The title of the portrait is: Mr and Mrs Horace Keats in the "Christopher Brennan Cycle". It was painted by Dora Toovey in 1945 in oil on canvas. It measures about 1.5 m tall by 1.2 m wide in its frame. The frame is wide with an antique gold finish, an ornate abstract pattern of leaves or flowers embossed on its surface.
The portrait depicts three figures in a veil of mist. Soft swirling paint strokes surround, and ghostly musical notation drifts across the soprano Janet le Brun Brown, her recently deceased husband, pianist and conductor Horace Keats, and poet, Christopher Brennan, who died over 10 years before the portrait’s creation. The background of the painting is in deep green-browns on the left, blending to misty pinks and browns at the top right. Janet le Brun Brown stands front on, in the left foreground. Her dark hair, parted in the centre, is drawn back behind her neck. She has fair skin and an oval face. Janet has fine curving eyebrows and dark eyes that gaze slightly to her left. She has a long straight nose and a small mouth. Her lips, painted deep red, are closed. She wears a loose, moss-green dress, belted at the waist with a strip of the same fabric. Her sleeves are long, held in place with thumb loops.

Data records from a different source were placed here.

#[cfg(test)]
mod test {
    use pretty_assertions::assert_eq;

    use super::*;
    use crate::chess::core::Promotion;

    fn setup(fen: &str) -> Position {
        let position = Position::try_from(fen);
        assert!(position.is_ok(), "input: {fen}");
        let position = position.unwrap();
        assert_eq!(position.to_string(), fen);
        assert!(position.is_consistent(), "{}", position.to_string());
        position
    }

    fn piece(symbol: char) -> Piece {
        Piece::try_from(symbol).unwrap()
    }

    fn quiet(position: &Position, from: Square, to: Square) -> Move {
        Move::new(from, to, position.piece_at(from).unwrap(), MoveKind::Normal)
    }

    #[test]
    #[allow(unused_results)]
    fn correct_fen() {
        setup("rnbqkbnr/pppppppp/8/8/8/8/PPPPPPPP/RNBQKBNR w KQkq - 0 1");
        setup("2r3r1/p3k3/1p3pp1/1B5p/5P2/2P1p1P1/PP4KP/3R4 w - - 0 34");
        setup("rnbqk1nr/p3bppp/1p2p3/2ppP3/3P4/P7/1PP1NPPP/R1BQKBNR w KQkq c6 0 7");
        setup("r2qkb1r/1pp1pp1p/p1np1np1/1B6/3PP1b1/2N1BN2/PPP2PPP/R2QK2R w KQkq - 0 7");
        setup("r3k3/5p2/2p5/p7/P3r3/2N2n2/1PP2P2/2K2B2 w q - 0 24");
        setup("r1b1qrk1/ppp2pbp/n2p1np1/4p1B1/2PPP3/2NB1N1P/PP3PP1/R2QK2R w KQ e6 0 9");
        setup("8/8/8/8/2P5/3k4/8/KB6 b - c3 0 1");
        setup("rnbq1rk1/pp4pp/1b1ppn2/2p2p2/2PP4/1P2PN2/PB2BPPP/RN1Q1RK1 w - c6 0 9");
        setup("8/8/8/8/8/8/8/8 w - - 0 1");
    }

    #[test]
    fn truncated_fen() {
        let full = "rnbqkbnr/pppppppp/8/8/8/8/PPPPPPPP/RNBQKBNR b Kq e3 12 40";
        let fields: Vec<&str> = full.split(' ').collect();
        for length in 1..=fields.len() {
            let prefix = fields[..length].join(" ");
            let position = Position::from_fen(&prefix);
            assert!(position.is_ok(), "prefix: {prefix}");
        }

        let position = Position::from_fen("rnbqkbnr/pppppppp/8/8/8/8/PPPPPPPP/RNBQKBNR").unwrap();
        assert_eq!(
            position.fen(),
            "rnbqkbnr/pppppppp/8/8/8/8/PPPPPPPP/RNBQKBNR w - - 0 1"
        );
        let position =
            Position::from_fen("rnbqkbnr/pppppppp/8/8/8/8/PPPPPPPP/RNBQKBNR b Kq e3").unwrap();
        assert_eq!(
            position.fen(),
            "rnbqkbnr/pppppppp/8/8/8/8/PPPPPPPP/RNBQKBNR b Kq e3 0 1"
        );
        let position =
            Position::from_fen("rnbqkbnr/pppppppp/8/8/8/8/PPPPPPPP/RNBQKBNR b Kq e3 12").unwrap();
        assert_eq!(position.halfmove_clock(), 12);
        assert_eq!(position.fullmove_number(), 1);
    }

    #[test]
    fn fullmove_zero_keeps_default() {
        let position = Position::from_fen("8/8/8/8/8/8/8/8 w - - 3 0").unwrap();
        assert_eq!(position.fullmove_number(), 1);
        assert_eq!(position.halfmove_clock(), 3);
    }

    #[test]
    fn castling_field_order() {
        let position = Position::from_fen("r3k2r/8/8/8/8/8/8/R3K2R w qkQK - 0 1").unwrap();
        assert_eq!(position.castling(), CastleRights::all());
        assert_eq!(position.fen(), "r3k2r/8/8/8/8/8/8/R3K2R w KQkq - 0 1");
    }

    #[test]
    fn no_crash() {
        for input in [
            "",
            " ",
            "/",
            "3k2p1N/82/8/8/7B/6K1/3R4/8 b - - 0 1",
            "3kn3/R2p1N2/8/8/70000000000000000B/6K1/3R4/8 b - - 0 1",
            "3kn3/R4N2/8/8/7B/6K1/3R4/8 b - - 0 48 b - - 0 4/8 b",
            "\tfen3kn3/R2p1N2/8/8/7B/6K1/3R4/8 b - - 0 23",
            "fen3kn3/R2p1N2/8/8/7B/6K1/3R4/8 b - - 0 23",
            "3kn3/R4N2/8/8/7B/6K1/3r4/8 b - - +8 1",
            "3kn3/R4N2/8/8/7B/6K1/3r4/8 b - - 8 -1",
            "3kn3/R4N2/8/8/7B/6K1/3r4/8 b - - 99999 1",
            "8/8/8/8/8/8/8/8/8 w - - 0 1",
            "8/8/8/8/8/8/8 w - - 0 1",
            "9/8/8/8/8/8/8/8 w - - 0 1",
            "08/8/8/8/8/8/8/8 w - - 0 1",
            "pppppppppp/8/8/8/8/8/8/8 w - - 0 1",
            "88888888888888888888888888888888888/8/8/8/8/8/8/8 w - - 0 1",
            "7/8/8/8/8/8/8/8 w - - 0 1",
            "8/8/8/8/8/8/8/8 x - - 0 1",
            "8/8/8/8/8/8/8/8 w KQx - 0 1",
            "8/8/8/8/8/8/8/8 w - e9 0 1",
            "8/8/8/8/8/8/8/8 w - e 0 1",
            "8/8/8/8/8/8/8/8 w  - 0 1",
            "8/8/8/8/8/8/8/8 b 88 \u{1f520} \u{1f520} ",
        ] {
            assert!(Position::try_from(input).is_err(), "input: {input:?}");
        }
    }

    #[test]
    fn malformed_fen_error() {
        assert!(matches!(
            Position::from_fen("8/8/8/8/8/8/8/8 x"),
            Err(Error::MalformedFen { .. })
        ));
        assert_eq!(
            Position::from_fen("8/8/8/8/8/8/8/7 w").unwrap_err().to_string(),
            "malformed FEN: rank size should be exactly 8, got 7 of length 7"
        );
    }

    #[test]
    fn clean_board_str() {
        // Prefix with "fen".
        assert!(Position::try_from(
            "fen rn1qkb1r/pp3ppp/2p1pn2/3p1b2/2PP4/5NP1/PP2PPBP/RNBQK2R w KQkq - 0 1"
        )
        .is_ok());
        // Prefix with "epd".
        assert!(Position::try_from(
            "epd rnbqkb1r/ppp1pp1p/5np1/3p4/3P1B2/5N2/PPP1PPPP/RN1QKB1R w KQkq -"
        )
        .is_ok());
        // Whitespaces at the start/end of the input are not accepted in from_fen but
        // will be cleaned up by try_from.
        assert!(Position::try_from(
            "rnbqkb1r/ppp1pp1p/5np1/3p4/3P1B2/5N2/PPP1PPPP/RN1QKB1R w KQkq -\n"
        )
        .is_ok());
        assert!(Position::from_fen(
            "\n epd rnbqkb1r/ppp1pp1p/5np1/3p4/3P1B2/5N2/PPP1PPPP/RN1QKB1R w KQkq -\n"
        )
        .is_err());
    }

    #[test]
    fn empty_position() {
        let position = Position::empty();
        for square in Square::ALL {
            assert_eq!(position.piece_at(square), None);
        }
        assert_eq!(position.fen(), "8/8/8/8/8/8/8/8 w - - 0 1");
        assert!(position.occupancy().is_empty());
    }

    #[test]
    fn piece_lookup() {
        let position = Position::starting();
        assert_eq!(position.piece_at(Square::E1), Some(piece('K')));
        assert_eq!(position.piece_at(Square::D8), Some(piece('q')));
        assert_eq!(position.piece_at(Square::G7), Some(piece('p')));
        assert_eq!(position.piece_at(Square::B1), Some(piece('N')));
        assert_eq!(position.piece_at(Square::E4), None);
    }

    #[test]
    fn double_push() {
        let position = Position::starting();
        let next = position.apply(&quiet(&position, Square::E2, Square::E4));
        assert_eq!(next.side_to_move(), Player::Black);
        assert_eq!(next.en_passant_square(), Some(Square::E3));
        assert_eq!(next.halfmove_clock(), 0);
        assert_eq!(next.fullmove_number(), 1);
        // The original position is not affected.
        assert_eq!(position, Position::starting());

        let next = position.apply_with(
            &quiet(&position, Square::E2, Square::E4),
            EnPassantMode::Capturable,
        );
        assert_eq!(next.en_passant_square(), None);
        assert_eq!(
            next.fen(),
            "rnbqkbnr/pppppppp/8/8/4P3/8/PPPP1PPP/RNBQKBNR b KQkq - 0 1"
        );
    }

    #[test]
    fn capturable_en_passant_square() {
        let position = setup("4k3/8/8/8/3p4/8/4P3/4K3 w - - 0 1");
        let next = position.apply_with(
            &quiet(&position, Square::E2, Square::E4),
            EnPassantMode::Capturable,
        );
        assert_eq!(next.en_passant_square(), Some(Square::E3));
        // A pawn on the other side of the board does not make a difference.
        let position = setup("4k3/8/8/8/p7/8/7P/4K3 w - - 0 1");
        let next = position.apply_with(
            &quiet(&position, Square::H2, Square::H4),
            EnPassantMode::Capturable,
        );
        assert_eq!(next.en_passant_square(), None);
        // Black double push next to a white pawn.
        let position = setup("4k3/2p5/8/1P6/8/8/8/4K3 b - - 0 1");
        let next = position.apply_with(
            &quiet(&position, Square::C7, Square::C5),
            EnPassantMode::Capturable,
        );
        assert_eq!(next.en_passant_square(), Some(Square::C6));
        assert_eq!(next.fullmove_number(), 2);
    }

    #[test]
    fn en_passant_capture() {
        let mut position = setup("4k3/8/8/3pP3/8/8/8/4K3 w - d6 0 1");
        position.make_move(&quiet(&position, Square::E5, Square::D6));
        assert_eq!(position.piece_at(Square::D5), None);
        assert_eq!(position.piece_at(Square::D6), Some(piece('P')));
        assert!(!position.occupancy().contains(Square::D5));
        assert_eq!(position.en_passant_square(), None);
        assert_eq!(position.halfmove_clock(), 0);
        assert_eq!(position.fen(), "4k3/8/3P4/8/8/8/8/4K3 b - - 0 1");
    }

    #[test]
    fn non_pawn_on_en_passant_square() {
        let position = setup("4k3/8/8/3pP3/4N3/8/8/4K3 w - d6 3 1");
        let next = position.apply(&quiet(&position, Square::E4, Square::D6));
        assert_eq!(next.piece_at(Square::D5), Some(piece('p')));
        assert_eq!(next.piece_at(Square::D6), Some(piece('N')));
        assert_eq!(next.en_passant_square(), None);
        assert_eq!(next.halfmove_clock(), 4);
        // Knight captures the pawn that has just been double-pushed.
        let next = position.apply(&quiet(&position, Square::E4, Square::D5));
        assert_eq!(next.halfmove_clock(), 0);
        assert_eq!(next.fen(), "4k3/8/8/3NP3/8/8/8/4K3 b - - 0 1");
    }

    #[test]
    fn castling() {
        let position = setup("r3k2r/8/8/8/8/8/8/R3K2R w KQkq - 5 10");
        let short = Move::new(Square::E1, Square::G1, piece('K'), MoveKind::Castling);
        let next = position.apply(&short);
        assert_eq!(next.fen(), "r3k2r/8/8/8/8/8/8/R4RK1 b kq - 6 10");
        let long = Move::new(Square::E8, Square::C8, piece('k'), MoveKind::Castling);
        let next = next.apply(&long);
        assert_eq!(next.fen(), "2kr3r/8/8/8/8/8/8/R4RK1 w - - 7 11");
        assert!(next.is_consistent());
    }

    #[test]
    fn castling_rights_revocation() {
        let position = setup("r3k2r/8/8/8/8/8/8/R3K2R w KQkq - 0 1");
        let next = position.apply(&quiet(&position, Square::H1, Square::H5));
        assert_eq!(next.castling().to_string(), "Qkq");
        let next = next.apply(&quiet(&next, Square::A8, Square::A7));
        assert_eq!(next.castling().to_string(), "Qk");
        let next = next.apply(&quiet(&next, Square::E1, Square::E2));
        assert_eq!(next.castling().to_string(), "k");

        // Capturing the rook in its corner revokes the right.
        let position = setup("r3k2r/8/8/8/8/8/8/R3K2R w KQkq - 0 1");
        let next = position.apply(&quiet(&position, Square::A1, Square::A8));
        assert_eq!(next.castling().to_string(), "Kk");
        assert_eq!(next.halfmove_clock(), 0);
    }

    #[test]
    fn promotion() {
        let position = setup("1n2k3/P7/8/8/8/8/8/4K3 w - - 7 30");
        let push = Move::new(
            Square::A7,
            Square::A8,
            piece('P'),
            MoveKind::Promotion(Promotion::Queen),
        );
        assert_eq!(position.apply(&push).fen(), "Qn2k3/8/8/8/8/8/8/4K3 b - - 0 30");
        let capture = Move::new(
            Square::A7,
            Square::B8,
            piece('P'),
            MoveKind::Promotion(Promotion::Knight),
        );
        let next = position.apply(&capture);
        assert_eq!(next.fen(), "1N2k3/8/8/8/8/8/8/4K3 b - - 0 30");
        assert_eq!(next.pieces(piece('n')), Bitboard::empty());
    }

    #[test]
    fn clocks() {
        let position = setup("4k3/8/8/8/8/8/8/R3K3 b - - 10 20");
        let next = position.apply(&quiet(&position, Square::E8, Square::D8));
        assert_eq!(next.halfmove_clock(), 11);
        assert_eq!(next.fullmove_number(), 21);
        let next = next.apply(&quiet(&next, Square::A1, Square::A2));
        assert_eq!(next.halfmove_clock(), 12);
        assert_eq!(next.fullmove_number(), 21);
    }
}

Janet raises her left hand lightly to her chest, letting it rest over her heart. A simple band of gold gleams on her ring finger. Her right hand is lowered, holding sheet music.

Horace Keats is half hidden behind Janet, emerging from her left shoulder in the centre of the portrait. His face, painted in profile, is a little lower than hers, at eye level. His eyes and mouth are closed, a faint smile playing over his features.

There is little space between the two faces. However, the light, falling from the top right of the scene, bathes Horace’s hair and skin in ethereal pale silvery golds, contrasting with Janet’s warmer skin tones. Horace’s body is completely obscured by Janet’s. Only his indistinct hands are visible, floating above the keyboard of a piano. The keys are glimpsed through a drift of golden fog upon which float notes and scales of musical composition in deep browns and blacks.

This lower right section of the painting is rendered in rich dark tones, with Horace’s jacket sleeves and the dark wood of the piano blending together. Beneath the musical score, in the lower right corner, the words “Brennan Keats/ I AM SHUT OUT of mine own heart” are written faintly in gold above the artist’s signature and date.

The poet Christopher Brennan is posed close to Horace in the upper right of the composition. He has been painted in warmer tones than the pallid pianist. His face is positioned at the same level as Horace’s, turned towards us, the left side in shadow. Christopher’s dark hair is swept back from his face and his eyes look up, directly out of the painting. The light shines along the bridge of his nose and on his pursed lips. In one corner of his mouth he clenches a black pipe, holding its bowl in his left hand. Its smoke curls up around his head in a silvery halo. Christopher wears a light shirt, dark tie and jacket, also blending with the blacks and browns of the piano. He is hidden below mid torso, behind the instrument and the swirl of music.